**DATASET:**
*** Block opens ***

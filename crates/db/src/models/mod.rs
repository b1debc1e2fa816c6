pub mod contribution;
pub mod finance_entry;
pub mod legal_document;
pub mod member;
pub mod partner_agreement;
pub mod record;
pub mod service_ticket;
pub mod table;
//! Dedup gate in front of outbound email delivery.

mod error;
pub use error::NotifyError;

mod notifier;
pub use notifier::{Notifier, Outcome};
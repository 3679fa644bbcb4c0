use std::path::PathBuf;

use thiserror::Error;

#[derive(Debug, Error)]
pub enum StoreError {
    #[error("record store {} is unavailable: {source}", path.display())]
    Unavailable {
        path: PathBuf,
        #[source]
        source: std::io::Error,
    },

    #[error("record store {} is corrupt: {source}", path.display())]
    Corrupt {
        path: PathBuf,
        #[source]
        source: serde_json::Error,
    },
}

impl StoreError {
    pub(crate) fn unavailable(path: &std::path::Path, source: std::io::Error) -> Self {
        StoreError::Unavailable {
            path: path.to_path_buf(),
            source,
        }
    }
}
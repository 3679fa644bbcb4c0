//! Email identities: a display name plus an address.

use std::fmt;
use std::str::FromStr;

use serde::{Deserialize, Serialize};

use crate::ConfigError;

#[derive(Debug, Clone, PartialEq, Eq, Serialize, Deserialize)]
pub struct Recipient {
    /// Display name. May be empty.
    #[serde(default)]
    pub title: String,
    pub address: String,
}

impl Recipient {
    pub fn new(title: impl Into<String>, address: impl Into<String>) -> Self {
        Self {
            title: title.into(),
            address: address.into(),
        }
    }
}

impl fmt::Display for Recipient {
    fn fmt(&self, f: &mut fmt::Formatter<'_>) -> fmt::Result {
        if self.title.is_empty() {
            f.write_str(&self.address)
        } else {
            write!(f, "{} <{}>", self.title, self.address)
        }
    }
}

/// Parses `Name <addr@host>` or a bare `addr@host`.
impl FromStr for Recipient {
    type Err = ConfigError;

    fn from_str(s: &str) -> Result<Self, Self::Err> {
        let s = s.trim();
        let (title, address) = match (s.find('<'), s.ends_with('>')) {
            (Some(open), true) => (s[..open].trim(), s[open + 1..s.len() - 1].trim()),
            (None, false) => ("", s),
            _ => return Err(ConfigError::InvalidRecipient(s.to_string())),
        };

        if address.is_empty() || !address.contains('@') || address.contains(char::is_whitespace) {
            return Err(ConfigError::InvalidRecipient(s.to_string()));
        }

        Ok(Recipient::new(title.trim_matches('"'), address))
    }
}
//! Notifier configuration and default resolution.
//!
//! [`NotifierConfig`] is what callers fill in; every field except the API key
//! and recipients is optional. [`NotifierConfig::resolve`] validates it and
//! returns a new [`ResolvedConfig`] with defaults applied. The input is never
//! mutated.

use std::path::PathBuf;

use serde::Deserialize;
use thiserror::Error;

use crate::{FrequencyPolicy, Recipient};

pub const DEFAULT_API_HOST: &str = "https://api.sendgrid.com";
pub const DEFAULT_SENDER_TITLE: &str = "SendGrid Notifier";
pub const DEFAULT_SENDER_ADDRESS: &str = "no-reply@no-where.tld";
pub const DEFAULT_TAG: &str = "default_tag";
pub const DEFAULT_STORE_PATH: &str = "notifier.json";

#[derive(Debug, Error, PartialEq, Eq)]
pub enum ConfigError {
    #[error("SendGrid API key is not set")]
    MissingApiKey,

    #[error("recipients are not set")]
    NoRecipients,

    #[error("invalid recipient: {0:?}")]
    InvalidRecipient(String),

    #[error("unknown frequency policy: {0:?}")]
    UnknownFrequency(String),
}

#[derive(Debug, Clone, Default, Deserialize)]
#[serde(default)]
pub struct NotifierConfig {
    /// Base URL of the mail API. Defaults to [`DEFAULT_API_HOST`].
    pub api_host: Option<String>,
    /// Required.
    pub api_key: Option<String>,
    pub from: Option<Recipient>,
    /// Required, non-empty.
    pub to: Vec<Recipient>,
    pub frequency: FrequencyPolicy,
    pub tag: Option<String>,
    pub store_path: Option<PathBuf>,
}

/// A fully-populated configuration. Only produced by [`NotifierConfig::resolve`].
#[derive(Debug, Clone, PartialEq, Eq)]
pub struct ResolvedConfig {
    pub api_host: String,
    pub api_key: String,
    pub from: Recipient,
    pub to: Vec<Recipient>,
    pub frequency: FrequencyPolicy,
    pub tag: String,
    pub store_path: PathBuf,
}

impl NotifierConfig {
    /// Validate and fill in defaults.
    ///
    /// Blank strings count as unset, so `tag: Some("")` resolves to
    /// [`DEFAULT_TAG`] and a blank sender address falls back to the default sender.
    pub fn resolve(&self) -> Result<ResolvedConfig, ConfigError> {
        let api_key = non_blank(self.api_key.as_deref()).ok_or(ConfigError::MissingApiKey)?;
        if self.to.is_empty() {
            return Err(ConfigError::NoRecipients);
        }

        let from = match &self.from {
            Some(r) if !r.address.trim().is_empty() => r.clone(),
            _ => Recipient::new(DEFAULT_SENDER_TITLE, DEFAULT_SENDER_ADDRESS),
        };

        Ok(ResolvedConfig {
            api_host: non_blank(self.api_host.as_deref())
                .unwrap_or(DEFAULT_API_HOST)
                .to_string(),
            api_key: api_key.to_string(),
            from,
            to: self.to.clone(),
            frequency: self.frequency,
            tag: non_blank(self.tag.as_deref())
                .unwrap_or(DEFAULT_TAG)
                .to_string(),
            store_path: self
                .store_path
                .clone()
                .filter(|p| !p.as_os_str().is_empty())
                .unwrap_or_else(|| PathBuf::from(DEFAULT_STORE_PATH)),
        })
    }
}

fn non_blank(s: Option<&str>) -> Option<&str> {
    s.filter(|v| !v.trim().is_empty())
}
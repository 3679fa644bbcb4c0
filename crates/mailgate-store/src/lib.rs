//! Record store: a single JSON file mapping dedup keys to the last subject sent.

mod error;
pub use error::StoreError;

mod file;
pub use file::{RecordStore, Records};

*** Block closes ***

**REQUIRED ACTION:** Each entry shown above should be copied out exactly.

**RESULT OF THIS TASK:**
filename crates/db/src/models/mod.rs
repository b1debc1e2fa816c6
pub mod contribution;
pub mod finance_entry;
pub mod legal_document;
pub mod member;
pub mod partner_agreement;
pub mod record;
pub mod service_ticket;
pub mod table;
//! Dedup gate in front of outbound email delivery.

mod error;
pub use error::NotifyError;

mod notifier;
pub use notifier::{Notifier, Outcome};
repository 3679fa644bbcb4c0
use std::path::PathBuf;

use thiserror::Error;

#[derive(Debug, Error)]
pub enum StoreError {
    #[error("record store {} is unavailable: {source}", path.display())]
    Unavailable {
        path: PathBuf,
        #[source]
        source: std::io::Error,
    },

    #[error("record store {} is corrupt: {source}", path.display())]
    Corrupt {
        path: PathBuf,
        #[source]
        source: serde_json::Error,
    },
}

impl StoreError {
    pub(crate) fn unavailable(path: &std::path::Path, source: std::io::Error) -> Self {
        StoreError::Unavailable {
            path: path.to_path_buf(),
            source,
        }
    }
}
repository 3679fa644bbcb4c0
//! Email identities: a display name plus an address.

use std::fmt;
use std::str::FromStr;

use serde::{Deserialize, Serialize};

use crate::ConfigError;

#[derive(Debug, Clone, PartialEq, Eq, Serialize, Deserialize)]
pub struct Recipient {
    /// Display name. May be empty.
    #[serde(default)]
    pub title: String,
    pub address: String,
}

impl Recipient {
    pub fn new(title: impl Into<String>, address: impl Into<String>) -> Self {
        Self {
            title: title.into(),
            address: address.into(),
        }
    }
}

impl fmt::Display for Recipient {
    fn fmt(&self, f: &mut fmt::Formatter<'_>) -> fmt::Result {
        if self.title.is_empty() {
            f.write_str(&self.address)
        } else {
            write!(f, "{} <{}>", self.title, self.address)
        }
    }
}

/// Parses `Name <addr@host>` or a bare `addr@host`.
impl FromStr for Recipient {
    type Err = ConfigError;

    fn from_str(s: &str) -> Result<Self, Self::Err> {
        let s = s.trim();
        let (title, address) = match (s.find('<'), s.ends_with('>')) {
            (Some(open), true) => (s[..open].trim(), s[open + 1..s.len() - 1].trim()),
            (None, false) => ("", s),
            _ => return Err(ConfigError::InvalidRecipient(s.to_string())),
        };

        if address.is_empty() || !address.contains('@') || address.contains(char::is_whitespace) {
            return Err(ConfigError::InvalidRecipient(s.to_string()));
        }

        Ok(Recipient::new(title.trim_matches('"'), address))
    }
}
//! Notifier configuration and default resolution.
//!
//! [`NotifierConfig`] is what callers fill in; every field except the API key
//! and recipients is optional. [`NotifierConfig::resolve`] validates it and
//! returns a new [`ResolvedConfig`] with defaults applied. The input is never
//! mutated.

use std::path::PathBuf;

use serde::Deserialize;
use thiserror::Error;

use crate::{FrequencyPolicy, Recipient};

pub const DEFAULT_API_HOST: &str = "https://api.sendgrid.com";
pub const DEFAULT_SENDER_TITLE: &str = "SendGrid Notifier";
pub const DEFAULT_SENDER_ADDRESS: &str = "no-reply@no-where.tld";
pub const DEFAULT_TAG: &str = "default_tag";
pub const DEFAULT_STORE_PATH: &str = "notifier.json";

#[derive(Debug, Error, PartialEq, Eq)]
pub enum ConfigError {
    #[error("SendGrid API key is not set")]
    MissingApiKey,

    #[error("recipients are not set")]
    NoRecipients,

    #[error("invalid recipient: {0:?}")]
    InvalidRecipient(String),

    #[error("unknown frequency policy: {0:?}")]
    UnknownFrequency(String),
}

#[derive(Debug, Clone, Default, Deserialize)]
#[serde(default)]
pub struct NotifierConfig {
    /// Base URL of the mail API. Defaults to [`DEFAULT_API_HOST`].
    pub api_host: Option<String>,
    /// Required.
    pub api_key: Option<String>,
    pub from: Option<Recipient>,
    /// Required, non-empty.
    pub to: Vec<Recipient>,
    pub frequency: FrequencyPolicy,
    pub tag: Option<String>,
    pub store_path: Option<PathBuf>,
}

/// A fully-populated configuration. Only produced by [`NotifierConfig::resolve`].
#[derive(Debug, Clone, PartialEq, Eq)]
pub struct ResolvedConfig {
    pub api_host: String,
    pub api_key: String,
    pub from: Recipient,
    pub to: Vec<Recipient>,
    pub frequency: FrequencyPolicy,
    pub tag: String,
    pub store_path: PathBuf,
}

impl NotifierConfig {
    /// Validate and fill in defaults.
    ///
    /// Blank strings count as unset, so `tag: Some("")` resolves to
    /// [`DEFAULT_TAG`] and a blank sender address falls back to the default sender.
    pub fn resolve(&self) -> Result<ResolvedConfig, ConfigError> {
        let api_key = non_blank(self.api_key.as_deref()).ok_or(ConfigError::MissingApiKey)?;
        if self.to.is_empty() {
            return Err(ConfigError::NoRecipients);
        }

        let from = match &self.from {
            Some(r) if !r.address.trim().is_empty() => r.clone(),
            _ => Recipient::new(DEFAULT_SENDER_TITLE, DEFAULT_SENDER_ADDRESS),
        };

        Ok(ResolvedConfig {
            api_host: non_blank(self.api_host.as_deref())
                .unwrap_or(DEFAULT_API_HOST)
                .to_string(),
            api_key: api_key.to_string(),
            from,
            to: self.to.clone(),
            frequency: self.frequency,
            tag: non_blank(self.tag.as_deref())
                .unwrap_or(DEFAULT_TAG)
                .to_string(),
            store_path: self
                .store_path
                .clone()
                .filter(|p| !p.as_os_str().is_empty())
                .unwrap_or_else(|| PathBuf::from(DEFAULT_STORE_PATH)),
        })
    }
}

fn non_blank(s: Option<&str>) -> Option<&str> {
    s.filter(|v| !v.trim().is_empty())
}
repository 3679fa644bbcb4c0
filename crates/mailgate-store/src/lib.rs
//! Record store: a single JSON file mapping dedup keys to the last subject sent.

mod error;
pub use error::StoreError;

mod file;
pub use file::{RecordStore, Records};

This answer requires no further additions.